Definition of Equity Release:
‘the use of financial arrangements that provide the owner of a property with funds derived from the value of the property while enabling them still to use it’
Equity release refers to a range of financial products that allow you to access the equity (cash) tied up in your home if you are over the age of 55. You can take the money you release as a lump sum or, in several smaller amounts, or as a combination of both. You use the funds however you wish.
There are two equity release options:
- Lifetime mortgage: you take out a mortgage secured on your property (residential property) and retain ownership. You may choose to ring-fence some of the value of your property as an inheritance for your family. You can choose to make repayments or let the interest roll-up. The loan amount and any accrued interest is paid back when you die or when you move into long-term care.

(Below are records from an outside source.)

// This Source Code Form is subject to the terms of the Mozilla Public
// License, v. 2.0. If a copy of the MPL was not distributed with this
// file, You can obtain one at https://mozilla.org/MPL/2.0/.

//! Error types for backend calls and submission flows.

use bimfm_core::ValidationErrors;
use serde::Deserialize;
use std::fmt;
use thiserror::Error;

/// A failed backend call: non-2xx response, network failure or an
/// undecodable body.
#[derive(Debug, Clone, PartialEq, Eq)]
pub struct TransportError {
    /// HTTP status, absent when no response was received.
    pub status: Option<u16>,
    pub message: String,
}

/// FastAPI error body.
#[derive(Deserialize)]
struct ErrorBody {
    detail: serde_json::Value,
}

impl TransportError {
    pub fn new(status: Option<u16>, message: impl Into<String>) -> Self {
        Self {
            status,
            message: message.into(),
        }
    }

    /// Build from a non-2xx response body, preferring the `detail` field.
    pub fn from_response(status: u16, body: &str) -> Self {
        let message = match serde_json::from_str::<ErrorBody>(body) {
            Ok(ErrorBody {
                detail: serde_json::Value::String(detail),
            }) => detail,
            Ok(ErrorBody { detail }) => detail.to_string(),
            Err(_) if body.trim().is_empty() => format!("HTTP {}", status),
            Err(_) => body.trim().to_string(),
        };
        Self::new(Some(status), message)
    }

    pub fn is_not_found(&self) -> bool {
        self.status == Some(404)
    }
}

impl From<reqwest::Error> for TransportError {
    fn from(err: reqwest::Error) -> Self {
        let status = err.status().map(|s| s.as_u16());
        if err.is_decode() {
            Self::new(status, format!("invalid response body: {}", err))
        } else {
            Self::new(status, err.to_string())
        }
    }
}

impl fmt::Display for TransportError {
    fn fmt(&self, f: &mut fmt::Formatter<'_>) -> fmt::Result {
        match self.status {
            Some(status) => write!(f, "backend returned {}: {}", status, self.message),
            None => write!(f, "backend unreachable: {}", self.message),
        }
    }
}

impl std::error::Error for TransportError {}

/// Why a form submission did not reach a `Done` state.
#[derive(Debug, Clone, PartialEq, Error)]
pub enum SubmissionError {
    #[error("invalid form: {0}")]
    Validation(#[from] ValidationErrors),

    #[error(transparent)]
    Transport(#[from] TransportError),

    #[error("submission already in progress or finished")]
    InvalidTransition,
}
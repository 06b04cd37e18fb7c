// This Source Code Form is subject to the terms of the Mozilla Public
// License, v. 2.0. If a copy of the MPL was not distributed with this
// file, You can obtain one at https://mozilla.org/MPL/2.0/.

//! 3D viewer page and model upload.
//!
//! The page ships the scene setup (background, camera, lights, grid, axes)
//! as JSON for the client-side renderer. Model geometry is not loaded; the
//! scene only shows a placeholder for it.

use super::secondary;
use crate::error::WebError;
use crate::views::{self, escape};
use crate::AppState;
use axum::{
    extract::{Multipart, Path, State},
    response::{Html, Redirect},
};
use bimfm_client::queries::{self, IFC_FILES};
use bimfm_client::{Attachment, FetchStatus, Invalidation, Mutation};
use bimfm_core::time::format_datetime;
use bimfm_core::validate_model_filename;
use serde::Serialize;
use std::fmt::Write;

/// Scene setup consumed by the client-side renderer.
#[derive(Debug, Clone, Serialize)]
pub struct SceneConfig {
    pub background: u32,
    pub camera: CameraConfig,
    pub ambient_light: Light,
    pub directional_light: Light,
    pub grid: GridConfig,
    pub axes_size: f32,
}

#[derive(Debug, Clone, Serialize)]
pub struct CameraConfig {
    pub fov: f32,
    pub near: f32,
    pub far: f32,
    pub position: [f32; 3],
}

#[derive(Debug, Clone, Serialize)]
pub struct Light {
    pub color: u32,
    pub intensity: f32,
    #[serde(skip_serializing_if = "Option::is_none")]
    pub position: Option<[f32; 3]>,
    pub cast_shadow: bool,
}

#[derive(Debug, Clone, Serialize)]
pub struct GridConfig {
    pub size: u32,
    pub divisions: u32,
}

impl Default for SceneConfig {
    fn default() -> Self {
        Self {
            background: 0xf0f0f0,
            camera: CameraConfig {
                fov: 75.0,
                near: 0.1,
                far: 1000.0,
                position: [10.0, 10.0, 10.0],
            },
            ambient_light: Light {
                color: 0xffffff,
                intensity: 0.6,
                position: None,
                cast_shadow: false,
            },
            directional_light: Light {
                color: 0xffffff,
                intensity: 0.8,
                position: Some([10.0, 10.0, 5.0]),
                cast_shadow: true,
            },
            grid: GridConfig {
                size: 20,
                divisions: 20,
            },
            axes_size: 5.0,
        }
    }
}

/// GET /viewer - Viewer without a selected model.
pub async fn index(State(state): State<AppState>) -> Result<Html<String>, WebError> {
    render(&state, None).await
}

/// GET /viewer/:file_id - Viewer for one model file.
pub async fn page(State(state): State<AppState>, Path(file_id): Path<i64>) -> Result<Html<String>, WebError> {
    render(&state, Some(file_id)).await
}

async fn render(state: &AppState, file_id: Option<i64>) -> Result<Html<String>, WebError> {
    let files = secondary(&state.cache, queries::model_files(&state.api)).await;

    let mut body = String::from("<div class=\"ifc-viewer\">\n<div class=\"viewer-header\">\n<h1>Visualizador 3D IFC</h1>\n");

    if let Some(files) = &files {
        let entries = files.iter().map(|f| (f.id.to_string(), f.filename.clone()));
        let selected = file_id.map(|id| id.to_string()).unwrap_or_default();
        let _ = writeln!(
            body,
            "<select id=\"model-select\" onchange=\"if(this.value)location.href='/viewer/'+this.value\">\
             <option value=\"\">Selecione um arquivo IFC</option>{}</select>",
            views::options(entries, &selected)
        );
    }
    body.push_str(
        "<form method=\"post\" action=\"/viewer/upload\" enctype=\"multipart/form-data\" class=\"upload-form\">\
         <input type=\"file\" name=\"file\" accept=\".ifc\" required> <button type=\"submit\">Enviar IFC</button></form>\n</div>\n",
    );

    if let Some(file_id) = file_id {
        let file = state
            .cache
            .fetch(&queries::model_file(&state.api, file_id))
            .await
            .map_err(|e| WebError::primary(e, "Arquivo IFC não encontrado"))?;

        // Counts are informative only; render whatever the cache holds right now.
        let assets = state.cache.read(&queries::model_assets(&state.api, file_id));
        let elements = state.cache.read(&queries::model_elements(&state.api, file_id));
        let count = |data: Option<usize>, status: FetchStatus, what: &str| match (data, status) {
            (Some(n), _) => n.to_string(),
            (None, FetchStatus::Error) => "indisponível".to_string(),
            (None, _) => views::loading(what),
        };

        let _ = writeln!(
            body,
            "<div class=\"card model-info\"><h2>{}</h2><ul>\
             <li><strong>Projeto:</strong> {}</li>\
             <li><strong>Schema:</strong> {}</li>\
             <li><strong>Status:</strong> {}</li>\
             <li><strong>Enviado em:</strong> {}</li>\
             <li><strong>Ativos:</strong> {}</li>\
             <li><strong>Elementos:</strong> {}</li></ul></div>",
            escape(&file.filename),
            escape(file.project_name.as_deref().unwrap_or("N/A")),
            escape(file.ifc_schema.as_deref().unwrap_or("N/A")),
            escape(file.processing_status.as_deref().unwrap_or("N/A")),
            file.uploaded_at.as_ref().map(format_datetime).unwrap_or_else(|| "N/A".into()),
            count(assets.data.as_ref().map(|a| a.len()), assets.status, "ativos"),
            count(elements.data.as_ref().map(|e| e.len()), elements.status, "elementos"),
        );
    }

    let scene = serde_json::to_string(&SceneConfig::default()).map_err(|e| WebError::Internal(e.to_string()))?;
    let _ = writeln!(
        body,
        "<div id=\"viewer-container\" class=\"viewer-container\" data-file-id=\"{}\" style=\"height:600px;background:#f0f0f0\">\
         <p class=\"loading\">{}</p></div>\n<script type=\"application/json\" id=\"scene-config\">{}</script>\n</div>",
        file_id.map(|id| id.to_string()).unwrap_or_default(),
        if file_id.is_some() {
            "A geometria do modelo ainda não é carregada neste visualizador."
        } else {
            "Selecione um arquivo IFC para visualizar."
        },
        scene
    );

    Ok(views::layout("Visualizador 3D", "/viewer", &body))
}

/// POST /viewer/upload - Upload a model file.
pub async fn upload(State(state): State<AppState>, mut multipart: Multipart) -> Result<Redirect, WebError> {
    let mut upload = None;
    while let Some(field) = multipart.next_field().await? {
        if field.name() != Some("file") {
            continue;
        }
        let file_name = field.file_name().unwrap_or_default().to_string();
        let content_type = field.content_type().map(str::to_string);
        let data = field.bytes().await?;
        upload = Some(Attachment::new(file_name, content_type, data));
    }
    let upload = upload.ok_or_else(|| WebError::BadRequest("Nenhum arquivo enviado".into()))?;

    if let Err(errors) = validate_model_filename(&upload.file_name) {
        return Err(WebError::BadRequest(errors.to_string()));
    }

    let mut mutation = Mutation::new("upload_model_file", vec![Invalidation::Resource(IFC_FILES)]);
    let created = mutation
        .run(&state.cache, state.api.upload_model_file(&upload))
        .await
        .map_err(|e| WebError::mutation(e, "Arquivo IFC não encontrado"))?;

    Ok(Redirect::to(&format!("/viewer/{}", created.id)))
}

#[cfg(test)]
mod tests {
    use super::*;

    #[test]
    fn test_scene_defaults() {
        let json = serde_json::to_value(SceneConfig::default()).unwrap();
        assert_eq!(json["background"], 0xf0f0f0);
        assert_eq!(json["camera"]["position"], serde_json::json!([10.0, 10.0, 10.0]));
        assert_eq!(json["grid"]["divisions"], 20);
        assert!(json["ambient_light"].get("position").is_none());
        assert_eq!(json["directional_light"]["cast_shadow"], true);
    }
}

- Home reversion: you sell part or all of your home to a home reversion provider in return for a lump sum or regular payments. You have the right to continue living in the property until you die, rent free, but you have to agree to maintain and insure it. You can ring-fence a percentage of your property for later use, possibly for inheritance. The percentage you retain will always remain the same regardless of the change in property values, unless you decide to take further cash releases. At the end of the plan your property is sold and the sale proceeds are shared, according to the remaining proportions of ownership.
What you need to know:
Equity release can be more expensive than a traditional mortgage.
There is no “fixed term” by which you need to repay the loan, therefore accrued interest may escalate quickly.
Home reversion plans are likely to offer you much less than the market value of your property.
Releasing equity in your property now may leave you short of funds at a later date.
If you move home, you may need to repay some of your mortgage, particularly if you are intending to downsize.
Monies received through equity release may affect your state benefit entitlement.